Quinta-feira, Abril 25, 2024

Um novo paradigma para o socialismo 5

João de Almeida Santos
João de Almeida Santos
Director da Faculdade de Ciências Sociais, Educação e Administração e do Departamento de Ciência Política, Segurança e Relações Internacionais da ULHT


Sob as luzes da ribalta estão hoje os temas da evolução política e partidária, nomeadamente dos socialistas e sociais-democratas, em diversos países europeus e, mais detalhadamente, da excepção constituída pelo caso Português.

Em tempo de conclusões e de balanço não seria possivel deixar de fora a evolução do sistema financeiro e bancário bem como analisar as ligações perigosas entre finança, política, economia e sociedade.

Boa leitura

João de Sousa


Contributo para um debate à esquerda – 5

por João de Almeida Santos

IV. O PANORAMA EUROPEU E O PS

Fruto destas mudanças está a acontecer uma evidente crise das formações tradicionais que têm mostrado dificuldade em polarizar as expectativas dos cidadãos. Apesar do massacre da classe média, promovido pelo anterior governo de centro-direita, o PS revelou graves dificuldades em mobilizar os cidadãos, reduzindo a abstenção e evitando a dispersão de votos por partidos inúteis para soluções governativas. Os resultados eleitorais do PS nas eleições de 2015 foram muito fracos, não conseguindo  obter uma maioria relativa no confronto com a Coligação PaF e nem sequer em relação ao PSD. Comparando com 2009, e ao fim de 4 anos no governo, o PS tinha obtido, nas Europeias de 2014, somente mais 86.340 votos. Este problema persistiu, como se viu nos resultados eleitorais de 2015.

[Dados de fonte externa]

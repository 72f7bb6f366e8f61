use std::collections::BTreeSet;
use std::fs;
use std::path::PathBuf;

use serde::{Deserialize, Serialize};

#[derive(Debug, Clone, Serialize, Deserialize)]
struct FeatureEntry {
    feature_id: String,
    title: String,
    icon: String,
    category: String,
    description: String,
}

#[derive(Debug, Deserialize)]
struct FeatureCatalog {
    schema_version: u32,
    feature: Vec<FeatureEntry>,
}

const KNOWN_CATEGORIES: [&str; 3] = ["code", "editor", "workspace"];

fn main() {
    let crate_root = PathBuf::from(std::env::var("CARGO_MANIFEST_DIR").expect("manifest dir"));
    let path = crate_root.join("features.toml");
    println!("cargo:rerun-if-changed={}", path.display());

    let raw = fs::read_to_string(&path)
        .unwrap_or_else(|err| panic!("failed to read {}: {err}", path.display()));
    let catalog: FeatureCatalog = toml::from_str(&raw)
        .unwrap_or_else(|err| panic!("failed to parse {}: {err}", path.display()));
    if catalog.schema_version != 1 {
        panic!(
            "feature catalog schema mismatch in {}: expected 1 found {}",
            path.display(),
            catalog.schema_version
        );
    }

    let mut seen = BTreeSet::new();
    for entry in &catalog.feature {
        if entry.feature_id.trim().is_empty() || entry.title.trim().is_empty() {
            panic!("feature entries need a non-empty feature_id and title");
        }
        if !seen.insert(entry.feature_id.clone()) {
            panic!("duplicate feature_id `{}`", entry.feature_id);
        }
        if !KNOWN_CATEGORIES.contains(&entry.category.as_str()) {
            panic!(
                "feature `{}` has unknown category `{}`",
                entry.feature_id, entry.category
            );
        }
    }

    let json =
        serde_json::to_string_pretty(&catalog.feature).expect("serialize feature catalog");
    let generated = format!(
        "/// Build-time generated feature catalog JSON.\n\
pub const FEATURE_CATALOG_JSON: &str = r##\"{}\"##;\n",
        json
    );

    let out_dir = PathBuf::from(std::env::var("OUT_DIR").expect("OUT_DIR"));
    let out_file = out_dir.join("feature_catalog_generated.rs");
    fs::write(&out_file, generated)
        .unwrap_or_else(|err| panic!("failed to write {}: {err}", out_file.display()));
}
use std::{collections::BTreeMap, fmt};

use serde::{Deserialize, Serialize};
use serde_json::Value;

/// Stacking counter value before any window has been opened.
pub const BASE_Z_INDEX: u32 = 10;
pub const DEFAULT_WINDOW_WIDTH: i32 = 800;
pub const DEFAULT_WINDOW_HEIGHT: i32 = 600;

/// Identifier of one open window instance. Never reused within a process.
#[derive(Debug, Clone, Copy, PartialEq, Eq, PartialOrd, Ord, Hash, Serialize, Deserialize)]
#[serde(transparent)]
pub struct InstanceId(pub u64);

impl fmt::Display for InstanceId {
    fn fmt(&self, f: &mut fmt::Formatter<'_>) -> fmt::Result {
        write!(f, "{}", self.0)
    }
}

/// Identifier of a feature (what a window renders).
#[derive(Debug, Clone, PartialEq, Eq, PartialOrd, Ord, Hash, Serialize, Deserialize)]
#[serde(transparent)]
pub struct AppId(String);

impl AppId {
    pub fn new(id: impl Into<String>) -> Self {
        Self(id.into())
    }

    pub fn as_str(&self) -> &str {
        &self.0
    }
}

impl From<&str> for AppId {
    fn from(value: &str) -> Self {
        Self::new(value)
    }
}

impl From<String> for AppId {
    fn from(value: String) -> Self {
        Self(value)
    }
}

impl fmt::Display for AppId {
    fn fmt(&self, f: &mut fmt::Formatter<'_>) -> fmt::Result {
        f.write_str(&self.0)
    }
}

#[derive(Debug, Clone, Copy, PartialEq, Eq, Default, Serialize, Deserialize)]
pub struct Position {
    pub x: i32,
    pub y: i32,
}

#[derive(Debug, Clone, Copy, PartialEq, Eq, Serialize, Deserialize)]
pub struct Size {
    pub width: i32,
    pub height: i32,
}

impl Default for Size {
    fn default() -> Self {
        Self {
            width: DEFAULT_WINDOW_WIDTH,
            height: DEFAULT_WINDOW_HEIGHT,
        }
    }
}

/// One open instance of a feature window.
#[derive(Debug, Clone, PartialEq)]
pub struct WorkspaceApp {
    pub instance_id: InstanceId,
    pub app_id: AppId,
    pub title: String,
    pub position: Position,
    pub size: Size,
    pub z_index: u32,
    pub is_minimized: bool,
    /// Instance-scoped launch payload. Never persisted.
    pub props: Option<Value>,
}

/// Open windows, their stacking order, and the focused instance.
#[derive(Debug, Clone, PartialEq)]
pub struct WorkspaceState {
    pub apps: BTreeMap<InstanceId, WorkspaceApp>,
    pub active_app_instance_id: Option<InstanceId>,
    pub z_counter: u32,
    /// Next value handed out as an [`InstanceId`].
    pub next_instance_seq: u64,
}

impl Default for WorkspaceState {
    fn default() -> Self {
        Self {
            apps: BTreeMap::new(),
            active_app_instance_id: None,
            z_counter: BASE_Z_INDEX,
            next_instance_seq: 1,
        }
    }
}

impl WorkspaceState {
    pub fn app(&self, instance_id: InstanceId) -> Option<&WorkspaceApp> {
        self.apps.get(&instance_id)
    }

    pub fn active_app(&self) -> Option<&WorkspaceApp> {
        self.active_app_instance_id
            .and_then(|instance_id| self.apps.get(&instance_id))
    }

    /// Returns windows bottom-most first.
    pub fn ordered_apps(&self) -> Vec<&WorkspaceApp> {
        let mut apps = self.apps.values().collect::<Vec<_>>();
        apps.sort_by_key(|app| (app.z_index, app.instance_id));
        apps
    }

    pub fn top_most(&self) -> Option<&WorkspaceApp> {
        self.apps
            .values()
            .max_by_key(|app| (app.z_index, app.instance_id))
    }

    pub fn instances_of<'a>(&'a self, app_id: &'a AppId) -> impl Iterator<Item = &'a WorkspaceApp> {
        self.apps.values().filter(move |app| &app.app_id == app_id)
    }

    pub fn max_z_index(&self) -> Option<u32> {
        self.apps.values().map(|app| app.z_index).max()
    }
}

/// User preferences. Persisted in full.
#[derive(Debug, Clone, PartialEq, Eq, Default, Serialize, Deserialize)]
#[serde(rename_all = "camelCase")]
pub struct SettingsState {
    pub hidden_features: Vec<String>,
    #[serde(default)]
    pub gemini_api_key: Option<String>,
}

impl SettingsState {
    pub fn is_feature_hidden(&self, feature_id: &str) -> bool {
        self.hidden_features.iter().any(|id| id == feature_id)
    }
}

#[derive(Debug, Clone, Copy, PartialEq, Eq, Default)]
pub enum SessionStatus {
    #[default]
    SignedOut,
    Loading,
    SignedIn,
}

/// Signed-in identity supplied by the identity provider.
#[derive(Clone, PartialEq, Eq)]
pub struct SessionUser {
    pub id: String,
    pub email: String,
    pub display_name: String,
    pub access_token: Option<String>,
}

impl fmt::Debug for SessionUser {
    fn fmt(&self, f: &mut fmt::Formatter<'_>) -> fmt::Result {
        f.debug_struct("SessionUser")
            .field("id", &self.id)
            .field("email", &self.email)
            .field("display_name", &self.display_name)
            .field(
                "access_token",
                &self.access_token.as_ref().map(|_| "<redacted>"),
            )
            .finish()
    }
}

/// Authentication status and identity.
///
/// Deliberately not `Serialize`: session data can carry short-lived credentials and must never
/// reach durable storage.
#[derive(Debug, Clone, PartialEq, Eq, Default)]
pub struct SessionState {
    pub status: SessionStatus,
    pub user: Option<SessionUser>,
}

/// Complete state owned by the workspace store.
#[derive(Debug, Clone, PartialEq, Default)]
pub struct AppState {
    pub workspace: WorkspaceState,
    pub settings: SettingsState,
    pub session: SessionState,
}

impl AppState {
    /// Builds the persisted subset of this state.
    ///
    /// `props` are stripped from every window, the active instance is reset, and the session is
    /// left out entirely.
    pub fn snapshot(&self) -> PersistedSnapshot {
        PersistedSnapshot {
            workspace: WorkspaceSnapshot {
                apps: self
                    .workspace
                    .apps
                    .iter()
                    .map(|(instance_id, app)| (*instance_id, PersistedApp::from(app)))
                    .collect(),
                active_app_instance_id: None,
                z_counter: self.workspace.z_counter,
                next_instance_seq: self.workspace.next_instance_seq,
            },
            settings: self.settings.clone(),
        }
    }

    /// Merges a persisted snapshot into `defaults`.
    ///
    /// Workspace and settings come from the snapshot; the session always comes from `defaults`.
    /// No window is active after hydration. The stacking counter is raised to cover every
    /// restored window and the id sequence resumes at the persisted sequence, or above the
    /// highest restored id if that is larger.
    ///
    /// Entries stay under their persisted keys, so a key that disagrees with the entry's
    /// `instanceId` survives into the state and is caught by
    /// [`check_invariants`](crate::window_manager::check_invariants).
    pub fn from_snapshot(defaults: AppState, snapshot: PersistedSnapshot) -> Self {
        let apps = snapshot
            .workspace
            .apps
            .into_iter()
            .map(|(key, app)| (key, WorkspaceApp::from(app)))
            .collect::<BTreeMap<_, _>>();
        let max_z_index = apps.values().map(|app| app.z_index).max().unwrap_or(0);
        let next_instance_seq = apps
            .keys()
            .map(|instance_id| instance_id.0)
            .max()
            .unwrap_or(0)
            .saturating_add(1)
            .max(snapshot.workspace.next_instance_seq)
            .max(defaults.workspace.next_instance_seq);

        Self {
            workspace: WorkspaceState {
                apps,
                active_app_instance_id: None,
                z_counter: snapshot.workspace.z_counter.max(max_z_index),
                next_instance_seq,
            },
            settings: snapshot.settings,
            session: defaults.session,
        }
    }
}

/// Persisted form of a [`WorkspaceApp`] (no `props`).
#[derive(Debug, Clone, PartialEq, Eq, Serialize, Deserialize)]
#[serde(rename_all = "camelCase")]
pub struct PersistedApp {
    pub instance_id: InstanceId,
    pub app_id: AppId,
    pub title: String,
    pub position: Position,
    pub size: Size,
    pub z_index: u32,
    pub is_minimized: bool,
}

impl From<&WorkspaceApp> for PersistedApp {
    fn from(app: &WorkspaceApp) -> Self {
        Self {
            instance_id: app.instance_id,
            app_id: app.app_id.clone(),
            title: app.title.clone(),
            position: app.position,
            size: app.size,
            z_index: app.z_index,
            is_minimized: app.is_minimized,
        }
    }
}

impl From<PersistedApp> for WorkspaceApp {
    fn from(app: PersistedApp) -> Self {
        Self {
            instance_id: app.instance_id,
            app_id: app.app_id,
            title: app.title,
            position: app.position,
            size: app.size,
            z_index: app.z_index,
            is_minimized: app.is_minimized,
            props: None,
        }
    }
}

#[derive(Debug, Clone, PartialEq, Eq, Serialize, Deserialize)]
#[serde(rename_all = "camelCase")]
pub struct WorkspaceSnapshot {
    pub apps: BTreeMap<InstanceId, PersistedApp>,
    /// Always written as `null`; ignored on load.
    #[serde(default)]
    pub active_app_instance_id: Option<InstanceId>,
    pub z_counter: u32,
    /// Next instance id to hand out, so ids closed before a reload are not reused.
    #[serde(default)]
    pub next_instance_seq: u64,
}

/// Value stored under the snapshot key.
#[derive(Debug, Clone, PartialEq, Eq, Serialize, Deserialize)]
pub struct PersistedSnapshot {
    pub workspace: WorkspaceSnapshot,
    pub settings: SettingsState,
}

/// Partial window update; absent fields are left untouched.
#[derive(Debug, Clone, PartialEq, Eq, Default, Serialize, Deserialize)]
#[serde(default)]
pub struct GeometryPatch {
    #[serde(skip_serializing_if = "Option::is_none")]
    pub position: Option<Position>,
    #[serde(skip_serializing_if = "Option::is_none")]
    pub size: Option<Size>,
    #[serde(skip_serializing_if = "Option::is_none")]
    pub title: Option<String>,
}

impl GeometryPatch {
    pub fn position(x: i32, y: i32) -> Self {
        Self {
            position: Some(Position { x, y }),
            ..Self::default()
        }
    }

    pub fn size(width: i32, height: i32) -> Self {
        Self {
            size: Some(Size { width, height }),
            ..Self::default()
        }
    }
}
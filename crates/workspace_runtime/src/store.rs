//! Workspace store: the single owner of [`AppState`].
//!
//! The store wraps the reducer with startup hydration, synchronous subscriber notification, and
//! the debounced persistence writer. All mutation flows through [`WorkspaceStore::dispatch`].

use std::{
    cell::{Cell, RefCell},
    rc::Rc,
};

use leptos::logging;
use platform_host::HostServices;

use crate::config::{ConfigError, WorkspaceConfig};
use crate::debounce::DebouncedWriter;
use crate::model::AppState;
use crate::persistence::{hydrate_initial_state, PersistenceError, PersistencePort, SaveOutcome};
use crate::reducer::{reduce_app, AppAction};

type Subscriber = Rc<dyn Fn(&AppState)>;

/// Handle returned by [`WorkspaceStore::subscribe`].
#[derive(Debug, Clone, Copy, PartialEq, Eq, Hash)]
pub struct SubscriptionId(u64);

struct StoreInner {
    state: RefCell<Rc<AppState>>,
    subscribers: RefCell<Vec<(SubscriptionId, Subscriber)>>,
    next_subscription: Cell<u64>,
    writer: DebouncedWriter,
    disposed: Cell<bool>,
}

/// Reducer container with subscribers and debounced persistence.
///
/// Clones share the same store. Dropping the last clone cancels any pending write.
#[derive(Clone)]
pub struct WorkspaceStore {
    inner: Rc<StoreInner>,
}

impl WorkspaceStore {
    /// Builds a store whose initial state is the default state merged with the persisted
    /// snapshot (when consent is granted and restore is enabled).
    pub fn new(config: &WorkspaceConfig, host: HostServices) -> Self {
        let port = PersistencePort::new(Rc::clone(&host.prefs), config);
        let initial = hydrate_initial_state(&port, config, AppState::default());
        Self::build(config, host, port, initial)
    }

    /// Builds a hydrated store from a TOML config document (see [`WorkspaceConfig`]).
    ///
    /// # Errors
    ///
    /// Returns [`ConfigError::Parse`] when the document is not a valid config.
    pub fn from_config_toml(raw: &str, host: HostServices) -> Result<Self, ConfigError> {
        let config = WorkspaceConfig::from_toml_str(raw)?;
        Ok(Self::new(&config, host))
    }

    /// Builds a store around an explicit initial state without reading storage.
    pub fn with_state(config: &WorkspaceConfig, host: HostServices, state: AppState) -> Self {
        let port = PersistencePort::new(Rc::clone(&host.prefs), config);
        Self::build(config, host, port, state)
    }

    fn build(
        config: &WorkspaceConfig,
        host: HostServices,
        port: PersistencePort,
        state: AppState,
    ) -> Self {
        let writer = DebouncedWriter::new(port, host.timers, config.persist_debounce());
        Self {
            inner: Rc::new(StoreInner {
                state: RefCell::new(Rc::new(state)),
                subscribers: RefCell::new(Vec::new()),
                next_subscription: Cell::new(0),
                writer,
                disposed: Cell::new(false),
            }),
        }
    }

    /// Returns the committed state.
    pub fn state(&self) -> Rc<AppState> {
        Rc::clone(&self.inner.state.borrow())
    }

    /// Applies `action` and notifies subscribers before returning.
    ///
    /// Transitions that leave the state unchanged notify nobody and schedule nothing. A
    /// persistence write is scheduled only when `workspace` or `settings` changed. Subscribers
    /// may dispatch from inside their callback: the nested transition is committed and announced
    /// immediately, and the outer notification pass stops there, so every subscriber's last
    /// observed state is the committed one.
    pub fn dispatch(&self, action: impl Into<AppAction>) {
        if self.inner.disposed.get() {
            logging::warn!("dispatch on a disposed workspace store ignored");
            return;
        }

        let previous = self.state();
        let mut next = AppState::clone(&previous);
        reduce_app(&mut next, action.into());
        if next == *previous {
            return;
        }

        let persist = next.workspace != previous.workspace || next.settings != previous.settings;
        let next = Rc::new(next);
        *self.inner.state.borrow_mut() = Rc::clone(&next);

        if persist {
            self.inner.writer.schedule(next.snapshot());
        }
        self.notify(&next);
    }

    fn notify(&self, state: &Rc<AppState>) {
        let subscribers = self
            .inner
            .subscribers
            .borrow()
            .iter()
            .map(|(_, subscriber)| Rc::clone(subscriber))
            .collect::<Vec<_>>();
        for subscriber in subscribers {
            // A nested dispatch has already notified everyone with a newer state.
            if !Rc::ptr_eq(state, &self.inner.state.borrow()) {
                return;
            }
            subscriber(state);
        }
    }

    /// Registers a callback invoked with the new state after every committed transition.
    pub fn subscribe(&self, subscriber: impl Fn(&AppState) + 'static) -> SubscriptionId {
        let id = SubscriptionId(self.inner.next_subscription.get());
        self.inner.next_subscription.set(id.0 + 1);
        self.inner
            .subscribers
            .borrow_mut()
            .push((id, Rc::new(subscriber)));
        id
    }

    /// Removes a subscriber. Returns `false` if it was already removed.
    pub fn unsubscribe(&self, id: SubscriptionId) -> bool {
        let mut subscribers = self.inner.subscribers.borrow_mut();
        let before = subscribers.len();
        subscribers.retain(|(existing, _)| *existing != id);
        subscribers.len() != before
    }

    pub fn persistence(&self) -> &PersistencePort {
        self.inner.writer.port()
    }

    /// Records the persistence consent flag.
    ///
    /// Granting consent schedules a write of the current state; revoking it drops any pending
    /// write and deletes the stored snapshot.
    ///
    /// # Errors
    ///
    /// Returns [`PersistenceError::Storage`] when the consent flag cannot be stored.
    pub fn set_persistence_consent(&self, granted: bool) -> Result<(), PersistenceError> {
        if !granted {
            self.inner.writer.cancel();
        }
        self.persistence().set_consent(granted)?;
        if granted && !self.inner.disposed.get() {
            self.inner.writer.schedule(self.state().snapshot());
        }
        Ok(())
    }

    /// Writes any pending snapshot immediately (for example when the page is being hidden).
    pub fn flush(&self) -> Option<SaveOutcome> {
        self.inner.writer.flush()
    }

    pub fn has_pending_write(&self) -> bool {
        self.inner.writer.has_pending()
    }

    /// Tears the store down: the pending write is cancelled, subscribers are released, and later
    /// dispatches are ignored.
    pub fn dispose(&self) {
        self.inner.disposed.set(true);
        self.inner.writer.cancel();
        self.inner.subscribers.borrow_mut().clear();
    }
}
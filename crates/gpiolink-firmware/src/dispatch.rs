//! Command dispatcher: handler registry, dispatch loop, and response encoder.
//!
//! Handlers register over closed command-id intervals. Dispatch is a linear
//! scan in registration order; the first entry whose range contains the
//! command id is invoked and terminates the search regardless of whether it
//! accepted the command. An unmatched or rejected command produces the
//! reserved error response.

use gpiolink_protocol::{Frame, FrameCodec, FRAME_MARKER, MAX_PAYLOAD_SIZE, RESP_ERROR, RESP_OK};

/// Maximum number of handler registrations.
pub const MAX_HANDLERS: usize = 12;

/// Outbound transport boundary: an ordered byte sink.
///
/// Writes are immediate; any buffering or backpressure is the transport's
/// concern, not the dispatcher's.
pub trait SerialSink {
    /// Write bytes to the transport.
    fn write(&mut self, bytes: &[u8]);
}

/// `Vec<u8>` collects written bytes, which is what tests want.
impl SerialSink for Vec<u8> {
    fn write(&mut self, bytes: &[u8]) {
        self.extend_from_slice(bytes);
    }
}

/// Response encoder bound to a sink for the duration of one dispatch.
///
/// Handlers use this to emit response frames in the same wire format as
/// incoming commands.
pub struct Responder<'a> {
    sink: &'a mut dyn SerialSink,
}

impl<'a> Responder<'a> {
    /// Create a responder writing to the given sink.
    pub fn new(sink: &'a mut dyn SerialSink) -> Self {
        Responder { sink }
    }

    /// Encode and send a response frame.
    pub fn send_response(&mut self, command: u16, payload: &[u8]) {
        // The length field is 16 bits; anything longer cannot be framed.
        let payload = &payload[..payload.len().min(MAX_PAYLOAD_SIZE)];
        let len = payload.len() as u16;
        let mut buf = Vec::with_capacity(6 + payload.len());
        buf.push(FRAME_MARKER);
        buf.extend_from_slice(&command.to_le_bytes());
        buf.extend_from_slice(&len.to_le_bytes());
        buf.extend_from_slice(payload);
        buf.push(Frame::checksum(command, len, payload));
        self.sink.write(&buf);
    }

    /// Send the reserved OK response (empty payload).
    pub fn send_ok(&mut self) {
        self.send_response(RESP_OK, &[]);
    }

    /// Send the reserved error response (empty payload).
    pub fn send_error(&mut self) {
        self.send_response(RESP_ERROR, &[]);
    }
}

/// A module that handles commands from some id range.
///
/// Returns `true` when the command was handled (including handled-by-sending-
/// an-error), `false` to signal rejection. Handlers are expected to be short
/// and non-blocking; the dispatcher offers no timeout for a misbehaving one.
pub trait CommandHandler {
    /// Handle one command.
    fn handle(&mut self, command: u16, payload: &[u8], responder: &mut Responder<'_>) -> bool;
}

struct HandlerEntry {
    start: u16,
    end: u16,
    handler: Box<dyn CommandHandler>,
}

/// Owns the receive accumulator, the handler table, and the outbound sink.
pub struct Dispatcher<S: SerialSink> {
    codec: FrameCodec,
    handlers: Vec<HandlerEntry>,
    sink: S,
}

impl<S: SerialSink> Dispatcher<S> {
    /// Create a dispatcher with the default accumulator capacity.
    pub fn new(sink: S) -> Self {
        Dispatcher {
            codec: FrameCodec::new(),
            handlers: Vec::with_capacity(MAX_HANDLERS),
            sink,
        }
    }

    /// Create a dispatcher with an explicit accumulator capacity.
    pub fn with_capacity(sink: S, capacity: usize) -> Self {
        Dispatcher {
            codec: FrameCodec::with_capacity(capacity),
            handlers: Vec::with_capacity(MAX_HANDLERS),
            sink,
        }
    }

    /// Register a handler for the closed interval `[start, end]`.
    ///
    /// Returns `false` without inserting when the table is full. Overlapping
    /// ranges are not rejected; registration order decides precedence.
    pub fn register(&mut self, start: u16, end: u16, handler: Box<dyn CommandHandler>) -> bool {
        if self.handlers.len() >= MAX_HANDLERS {
            return false;
        }
        self.handlers.push(HandlerEntry {
            start,
            end,
            handler,
        });
        true
    }

    /// Feed incoming serial bytes and dispatch every complete frame found.
    ///
    /// Frames are dispatched in the exact order their bytes arrived. Garbage
    /// bytes and checksum failures are consumed silently by the codec.
    pub fn process_bytes(&mut self, data: &[u8]) {
        self.codec.push(data);
        while let Some(frame) = self.codec.decode() {
            self.dispatch(&frame);
        }
    }

    /// Route one frame to the first handler whose range contains its command.
    fn dispatch(&mut self, frame: &Frame) {
        let mut responder = Responder::new(&mut self.sink);
        let mut handled = false;
        for entry in self.handlers.iter_mut() {
            if frame.command >= entry.start && frame.command <= entry.end {
                handled = entry
                    .handler
                    .handle(frame.command, &frame.payload, &mut responder);
                // First match terminates the scan, even when the handler
                // rejected the command.
                break;
            }
        }
        if !handled {
            log::debug!("command 0x{:04X} not handled, answering error", frame.command);
            responder.send_error();
        }
    }

    /// Access the outbound sink.
    pub fn sink(&self) -> &S {
        &self.sink
    }

    /// Mutable access to the outbound sink.
    pub fn sink_mut(&mut self) -> &mut S {
        &mut self.sink
    }

    /// Number of bytes waiting in the receive accumulator.
    pub fn buffered_len(&self) -> usize {
        self.codec.buffered_len()
    }
}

Não se trata de uma questão conjuntural. Trata-se de uma crise sistémica que gera fugas para a abstenção ou para periferias políticas radicais. O caso francês é exemplar. A Frente Nacional ganhou a primeira volta das regionais de 2015. O PS viu-se remetido para a terceira posição, na segunda volta, com menos 19 mandatos do que a Frente Nacional. O Labour fracassou e a solução que, em seguida, se deu em termos de programa e de liderança (Jeremy Corbyn) se indicia uma radicalização da base activa de apoio do partido não augura, todavia, nada de bom, pela filosofia radical e algo passadiça que inspira a liderança. Em Itália, Beppe Grillo e o seu partido digital (veja-se em “A política e a rede: os casos italiano e chinês”) ameaçam disputar a liderança ao Partido Democrático, aproximando-se deste cada vez mais, a crermos nas mais recentes sondagens (em média, podemos falar em cerca de 33% do PD contra 26% do M5S, em Fevereiro de 2016; em Março, em 6 sondagens, em cerca de 33% contra 25%; e, em Outubro de 2016, em cerca de 31% contra 28%, sendo certo que, em 2016, o M5S conquistou os Municípios de Roma e de Turim).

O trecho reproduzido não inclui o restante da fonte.